The issue is not only that the moral lessons of World War II are now being sidelined or sometimes disregarded in secular post-colonial and de-colonial discourse.

In inter-religious dialogue, Jews and Muslims strongly committed to dialogue with the Catholic Church now feel that there is a growing set of issues that are not being acknowledged and understood in Rome.

This is paradoxically one of the fruits of the de-Europeanisation of the Vatican and global Catholicism. Vatican II set Catholic-Jewish dialogue in the context of European history, but that context is no longer the dominating working frame for inter-religious relations and not even for Jewish-Catholic relations.

On the other hand, the suffering of Palestinians and Christians in Gaza and Lebanon serves as yet another reminder of the challenges to fostering a culture of peace in today’s high-tech warfare, where so-called pinpoint precision often accompanies indiscriminate bombings, leading to more innocent victims.

It also casts a dark shadow on the viability of the theology of liberation in the face of 21st-century state power and in the midst of wars and occupations where religion is manipulated into a “clash of civilizations.”

The war unleashed by the events of October 7, 2023 risks squandering the journey made since the Second Vatican Council.

These events are happening during a time of the minimisation, in militant Catholic circles, of the theology of inter-religious dialogue within a Catholic Church that is more global but also far removed from Vatican II after 60 years.

After the conciliar declaration Nostra Aetate and especially after John Paul II, it was a common assumption that fighting antisemitism was an entry-level requirement for Catholics.

Sadly, this is no longer always true.
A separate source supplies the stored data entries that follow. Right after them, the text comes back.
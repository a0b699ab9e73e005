//! Route guard helpers
//!
//! Guards for authenticated-only views read persisted storage directly
//! at decision time instead of trusting the synchronizer's in-memory
//! flag. Reconciliation is asynchronous relative to navigation, so a
//! stale flag must neither block access when storage already holds a
//! valid session nor grant it after the session was just ended.

use common::storage::StorageContext;

use crate::models::UserRecord;
use crate::synchronizer::{TOKEN_KEY, USER_KEY};

/// Whether persisted storage currently holds a valid session
pub fn has_active_session(context: &StorageContext) -> bool {
    active_user(context).is_some()
}

/// The persisted user record, but only when a token is also present
///
/// A user record without a token (or the reverse) counts as no session,
/// matching the synchronizer's own validity rule.
pub fn active_user(context: &StorageContext) -> Option<UserRecord> {
    context.get(TOKEN_KEY).filter(|t| !t.is_empty())?;
    context
        .get(USER_KEY)
        .and_then(|raw| UserRecord::from_persisted(&raw))
}

#[cfg(test)]
mod tests {
    use super::*;
    use common::storage::SharedStorage;

    #[test]
    fn test_empty_storage_has_no_session() {
        let storage = SharedStorage::in_memory();
        assert!(!has_active_session(&storage.context()));
    }

    #[test]
    fn test_single_key_is_no_session() {
        let storage = SharedStorage::in_memory();
        let context = storage.context();

        context.set(TOKEN_KEY, "tok1");
        assert!(!has_active_session(&context));

        context.remove(TOKEN_KEY);
        context.set(USER_KEY, r#"{"id":"u1"}"#);
        assert!(!has_active_session(&context));
    }

    #[test]
    fn test_both_keys_grant_access() {
        let storage = SharedStorage::in_memory();
        let context = storage.context();

        context.set(TOKEN_KEY, "tok1");
        context.set(USER_KEY, r#"{"id":"u1"}"#);

        assert!(has_active_session(&context));
        assert_eq!(active_user(&context).map(|u| u.id), Some("u1".to_string()));
    }

    #[test]
    fn test_malformed_user_denies_access() {
        let storage = SharedStorage::in_memory();
        let context = storage.context();

        context.set(TOKEN_KEY, "tok1");
        context.set(USER_KEY, "undefined");

        assert!(!has_active_session(&context));
        assert_eq!(active_user(&context), None);
    }
}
It is not only the theology of new Catholic influencers but a broader process of de-theologisation and deculturation that reveals the marginalisation of Vatican II and its key documents on inter-religious relations, including Nostra Aetate and Dignitatis Humanae on religious liberty.

Impact of the war on the Catholic Church

One enormous problem is posed by radical traditionalist Catholic groups, but there are also the progressive Catholics who think that Vatican II is passé, the last gasp of a Church not inclusive enough, too Catholic to be modern.

There are some parallels between today’s leftist progressivism and the blindness of socialists, communists, and radicals to antisemitism in the 20th century.

In many Western universities, the way administrators have handled the conflict and its aftermath has revealed that the religious diversity of Jews and Muslims and their protected status as minorities often does not align with the prevailing focus framed as sexual diversity and in ethnic-racial terms, particularly in the fight against “white supremacy,” which tends to overlook religious considerations.

“One enormous problem is posed by radical traditionalist Catholic groups, but there are also the progressive Catholics who think that Vatican II is passé, the last gasp of a church not inclusive enough, too Catholic to be modern.”

There is an irresponsible complacency that takes Vatican II for granted, but at times, there is also a programmatic liquidation of that chapter of our magisterial and theological tradition, becoming particularly problematic when on display in Catholic schools and universities.

Nostra Aetate and Christian-Jewish relations built many bridges in the post-Vatican II period, but many of these bridges now need to be inspected and, in some cases, rebuilt, also within Catholicism.

This war redefines the contours of what Karma Ben-Johanan, a professor of the Hebrew University of Jerusalem, called in her 2022 book on Christian-Jewish relations after Vatican II “the new covenant between Jews and Christians as the edict of the hour”.

The new war in the Middle East represents a critical moment for that new covenant. October 7, 2023, and its aftermath affect the Catholic Church at the most profound institutional, theological and religious levels, with internal, international, and diplomatic dimensions that we have just begun to see.